**Problem statement**:
The records below hold a stretch from the line with "let mut out = String::new();" through the line with "if let Some(order)"; return exactly those lines, ends included, and nothing more.

**Data supplied**:

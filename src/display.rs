use crate::query::{Conjunction, QueryPlan};
use colored::Colorize;
use serde_json::json;
use std::fmt::Write;

pub fn format_plan_text(plan: &QueryPlan) -> String {
    let mut out = String::new();
    let _ = writeln!(out, "{}", "QUERY PLAN".bold());

    if plan.predicates.is_empty() {
        let _ = writeln!(out, "\nNo search predicates.");
    } else {
        let _ = writeln!(out, "\n{}", "Search predicates".bold());
        for predicate in &plan.predicates {
            let joiner = match predicate.conjunction {
                Conjunction::And => "AND",
                Conjunction::Or => "OR ",
            };
            let _ = writeln!(
                out,
                "  {} {} {} {}",
                joiner,
                predicate.field.cyan(),
                predicate.operator.as_str(),
                predicate.value.green()
            );
        }
    }

    if let Some(order) = &plan.order_by {
        let _ = writeln!(out, "\nOrder by: {} {}", order.field.cyan(), order.direction);
    }
    if let Some(projection) = &plan.projection {
        let _ = writeln!(out, "Projection: {}", projection.join(", "));
    }
    if !plan.eager_load.is_empty() {
        let _ = writeln!(out, "Eager load: {}", plan.eager_load.join(", "));
    }

    out
}

pub fn format_plan_json(plan: &QueryPlan) -> String {
    serde_json::to_string_pretty(&json!({ "plan": plan }))
        .unwrap_or_else(|_| "{\"plan\":{\"error\":\"failed to serialize plan\"}}".into())
}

**Written response**:
    let mut out = String::new();
    let _ = writeln!(out, "{}", "QUERY PLAN".bold());

    if plan.predicates.is_empty() {
        let _ = writeln!(out, "\nNo search predicates.");
    } else {
        let _ = writeln!(out, "\n{}", "Search predicates".bold());
        for predicate in &plan.predicates {
            let joiner = match predicate.conjunction {
                Conjunction::And => "AND",
                Conjunction::Or => "OR ",
            };
            let _ = writeln!(
                out,
                "  {} {} {} {}",
                joiner,
                predicate.field.cyan(),
                predicate.operator.as_str(),
                predicate.value.green()
            );
        }
    }

    if let Some(order) = &plan.order_by {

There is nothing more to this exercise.